Reposcanner is a Python script designed to scan Git repositories looking for interesting strings, such as API keys or hard-coded passwords, inspired by truffleHog. Sensitive information like this often gets included in the earlier stages of the development process (or accidentally), and is generally removed before the application or source code is released. However, since Git keeps a history of all changes, by going back through these commits, we can scan back through the commit history to obtain information that has been removed in the latest version. The basic flow of reposcanner is as follows:
- Try and clone the repository if a remote URL is given
- Get the active branch (or all branches if the -a option is given)
- Create a diff for each commit in the select branch(es)

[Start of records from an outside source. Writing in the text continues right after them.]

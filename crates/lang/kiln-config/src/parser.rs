//! Recursive descent parser for config files.
//!
//! Produces a flat list of [`Statement`]s from a token stream. Conditional
//! blocks are tracked on a stack owned by the parser; each assignment is
//! tagged with a copy of the stack as it stood when the assignment was read.

use std::path::PathBuf;

use crate::ast::{CompareOp, Expr, Literal, Statement};
use crate::error::ConfigError;
use crate::lexer::{Span, Token, TokenKind};
use crate::subst;

/// Parser state: a cursor over the token stream plus the open conditions.
pub struct Parser {
    tokens: Vec<Token>,
    pos: usize,
    file: PathBuf,
    /// Conditions of the enclosing `if`/`else` blocks, outermost first.
    conditions: Vec<Expr>,
    group: String,
}

impl Parser {
    /// Create a new parser from a token stream.
    pub fn new(tokens: Vec<Token>, file: PathBuf) -> Self {
        Self {
            tokens,
            pos: 0,
            file,
            conditions: Vec::new(),
            group: String::new(),
        }
    }

    /// Parse the entire token stream.
    pub fn parse(&mut self) -> Result<Vec<Statement>, ConfigError> {
        let mut statements = Vec::new();
        while self.peek().is_some() {
            self.parse_statement(&mut statements)?;
        }
        Ok(statements)
    }

    fn parse_statement(&mut self, out: &mut Vec<Statement>) -> Result<(), ConfigError> {
        let Some(tok) = self.peek().cloned() else {
            return Err(self.unexpected_end());
        };
        match tok.kind {
            TokenKind::Group(name) => {
                if !self.conditions.is_empty() {
                    return Err(ConfigError::NestedGroup { span: tok.span });
                }
                self.advance();
                self.group.clone_from(&name);
                out.push(Statement::Group { name, span: tok.span });
                Ok(())
            }
            TokenKind::Ident(key) => {
                self.advance();
                self.parse_assignment(key, tok.span, out)
            }
            TokenKind::If => self.parse_if(out),
            other => Err(ConfigError::UnexpectedToken {
                span: tok.span,
                found: other.to_string(),
            }),
        }
    }

    /// Parse `= value` after a key.
    fn parse_assignment(
        &mut self,
        key: String,
        span: Span,
        out: &mut Vec<Statement>,
    ) -> Result<(), ConfigError> {
        self.expect(&TokenKind::Assign)?;
        let tok = self.next_token()?;
        let value = match tok.kind {
            TokenKind::Value(v) | TokenKind::String(v) => v,
            other => {
                return Err(ConfigError::UnexpectedToken {
                    span: tok.span,
                    found: other.to_string(),
                });
            }
        };
        if subst::is_unterminated(&value) {
            return Err(ConfigError::UnterminatedSubstitution { span: tok.span, value });
        }

        out.push(Statement::Assignment {
            group: self.group.clone(),
            key,
            value,
            conditions: self.conditions.clone(),
            span,
        });
        Ok(())
    }

    /// Parse `if (expr) { ... }` with an optional `else` chain.
    fn parse_if(&mut self, out: &mut Vec<Statement>) -> Result<(), ConfigError> {
        self.expect(&TokenKind::If)?;
        self.expect(&TokenKind::LParen)?;
        let condition = self.parse_expr()?;
        self.expect(&TokenKind::RParen)?;

        self.conditions.push(condition.clone());
        self.parse_block(out)?;
        self.conditions.pop();

        if self.peek_kind() != Some(&TokenKind::Else) {
            return Ok(());
        }
        self.advance();

        self.conditions.push(Expr::Not(Box::new(condition)));
        let result = if self.peek_kind() == Some(&TokenKind::If) {
            self.parse_if(out)
        } else {
            self.parse_block(out)
        };
        self.conditions.pop();
        result
    }

    /// Parse `{ statement* }`.
    fn parse_block(&mut self, out: &mut Vec<Statement>) -> Result<(), ConfigError> {
        self.expect(&TokenKind::LBrace)?;
        loop {
            match self.peek_kind() {
                None => return Err(self.unexpected_end()),
                Some(TokenKind::RBrace) => {
                    self.advance();
                    return Ok(());
                }
                Some(_) => self.parse_statement(out)?,
            }
        }
    }

    /// `and` / `or`: same tier, left-associative.
    fn parse_expr(&mut self) -> Result<Expr, ConfigError> {
        let mut left = self.parse_comparison()?;
        loop {
            match self.peek_kind() {
                Some(TokenKind::And) => {
                    self.advance();
                    let right = self.parse_comparison()?;
                    left = Expr::And(Box::new(left), Box::new(right));
                }
                Some(TokenKind::Or) => {
                    self.advance();
                    let right = self.parse_comparison()?;
                    left = Expr::Or(Box::new(left), Box::new(right));
                }
                _ => return Ok(left),
            }
        }
    }

    fn parse_comparison(&mut self) -> Result<Expr, ConfigError> {
        let left = self.parse_unary()?;
        let Some(op) = self.peek_compare_op() else {
            return Ok(left);
        };
        self.advance();
        let right = self.parse_unary()?;

        if self.peek_compare_op().is_some() {
            let span = self.peek().map_or_else(|| self.end_span(), |t| t.span.clone());
            return Err(ConfigError::ChainedComparison { span });
        }
        Ok(Expr::Compare(op, Box::new(left), Box::new(right)))
    }

    fn parse_unary(&mut self) -> Result<Expr, ConfigError> {
        if self.peek_kind() == Some(&TokenKind::Not) {
            self.advance();
            let inner = self.parse_unary()?;
            return Ok(Expr::Not(Box::new(inner)));
        }
        self.parse_factor()
    }

    fn parse_factor(&mut self) -> Result<Expr, ConfigError> {
        let tok = self.next_token()?;
        match tok.kind {
            TokenKind::LParen => {
                let inner = self.parse_expr()?;
                self.expect(&TokenKind::RParen)?;
                Ok(Expr::Paren(Box::new(inner)))
            }
            TokenKind::Ident(name) => Ok(Expr::Literal(Literal::Reference(name))),
            TokenKind::String(s) => {
                if subst::is_unterminated(&s) {
                    return Err(ConfigError::UnterminatedSubstitution { span: tok.span, value: s });
                }
                Ok(Expr::Literal(Literal::Str(s)))
            }
            other => Err(ConfigError::UnexpectedToken {
                span: tok.span,
                found: other.to_string(),
            }),
        }
    }

    // --- Helpers ---

    fn peek(&self) -> Option<&Token> {
        self.tokens.get(self.pos)
    }

    fn peek_kind(&self) -> Option<&TokenKind> {
        self.peek().map(|t| &t.kind)
    }

    fn peek_compare_op(&self) -> Option<CompareOp> {
        match self.peek_kind()? {
            TokenKind::Less => Some(CompareOp::Less),
            TokenKind::LessEqual => Some(CompareOp::LessEqual),
            TokenKind::Greater => Some(CompareOp::Greater),
            TokenKind::GreaterEqual => Some(CompareOp::GreaterEqual),
            TokenKind::Equal => Some(CompareOp::Equal),
            TokenKind::NotEqual => Some(CompareOp::NotEqual),
            _ => None,
        }
    }

    fn advance(&mut self) {
        if self.pos < self.tokens.len() {
            self.pos += 1;
        }
    }

    fn next_token(&mut self) -> Result<Token, ConfigError> {
        let tok = self.peek().cloned().ok_or_else(|| self.unexpected_end())?;
        self.advance();
        Ok(tok)
    }

    fn expect(&mut self, expected: &TokenKind) -> Result<(), ConfigError> {
        let tok = self.next_token()?;
        if std::mem::discriminant(&tok.kind) == std::mem::discriminant(expected) {
            Ok(())
        } else {
            Err(ConfigError::UnexpectedToken {
                span: tok.span,
                found: tok.kind.to_string(),
            })
        }
    }

    /// Location just past the last token.
    fn end_span(&self) -> Span {
        self.tokens.last().map_or_else(
            || Span { file: self.file.clone(), line: 1, col: 1 },
            |t| t.span.clone(),
        )
    }

    fn unexpected_end(&self) -> ConfigError {
        ConfigError::UnexpectedEnd { span: self.end_span() }
    }
}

- Ignore any known boring string patterns and files names/extensions
- Extract any long hexadecimal or base64 strings
- Calculate the entropy of these strings
- If the entropy is high enough, and it's not been seen before, store the string
- Output all strings that are found
The hardest step is trying to identify "interesting" strings, without ending up with too many false positives. Reposcanner has some known patterns of boring strings which it ignores, and you can tweak the minimum entropy to report if you're getting too many false positive (the current value was obtained through some trial and error). A possible future option might be to also search for interesting strings (such as "api_key = foo", or connection strings). Unlike truffleHog, which shows the entire diffs to give context, reposcanner has a much more concise output, which only shows you the relevant line, along with the commit information so that you can go and examine the commit yourself if the string looks interesting. This makes the output much more manageable, especially when scanning larger repositories. Scanning some randomly selected repositories in GitHub resulted in the expected interesting strings, including:
- API keys third party services, in an employee financial bonus scheme
- Application and database passwords
- A SQL database backup
This is a serious risk for companies when internally developed projects are released to the public - developers are less likely to be careful with their commits to an internal project compared to a publicly available one, and this increases the likelihood of inappropriate files making their way into the version control system. It can also reflect badly on a company if you have unprofessional code, comments or commit messages - a message like "accidentally deleted database" doesn't tend to inspire confidence.
Going through the commit history and trying to sanitise is likely to be unfeasible, unless it's a trivially sized repository, so the approach that most organisations take is just to completely wipe the commit history - either by creating a fresh repo and copying the files into it, or destroying the entire history with a rebase. While this provides a degree of protection from inappropriate commit messages or data being leaked, it does also destroy the development history of the repository, which is very valuable to developers when trying to fix bugs, or to understand why certain decisions have been made in the development process. As always, it's the trade-off between security and convenience.
Besides destroying the repo history, the best thing that you can do to protect against these issues to have secure development practices from the start, even for projects that you're never anticipating releasing. This should include making sure that sensitive information is never committed into source control, and of course, trying to keep comments and commit messages (reasonably) professional.
The Reposcanner code is available on the Dionach GitHub at https://github.com/Dionach/reposcanner - pull request are welcome as always.